Exercise data:
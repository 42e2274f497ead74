//! Transcription port interface

use async_trait::async_trait;
use thiserror::Error;

use crate::domain::audio::EncodedAudio;

/// Transcription errors
#[derive(Debug, Clone, Error)]
pub enum TranscriptionError {
    #[error("Invalid API key")]
    InvalidApiKey,

    #[error("Rate limit exceeded. Please try again later.")]
    RateLimited,

    #[error("Empty audio response")]
    EmptyResponse,

    #[error("API request failed: {0}")]
    RequestFailed(String),

    #[error("API error: {0}")]
    ApiError(String),

    #[error("No transcription providers configured")]
    NoProviders,
}

/// Port for speech-to-text
#[async_trait]
pub trait Transcriber: Send + Sync {
    /// Short label used in logs, such as the model name
    fn name(&self) -> &str;

    /// Transcribe a WAV buffer to text.
    async fn transcribe(&self, audio: &EncodedAudio) -> Result<String, TranscriptionError>;
}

Exercise directions:
What lines of the data include the word "String"? Copy each of them.

Reply to the exercise:
    RequestFailed(String),
    ApiError(String),
    async fn transcribe(&self, audio: &EncodedAudio) -> Result<String, TranscriptionError>;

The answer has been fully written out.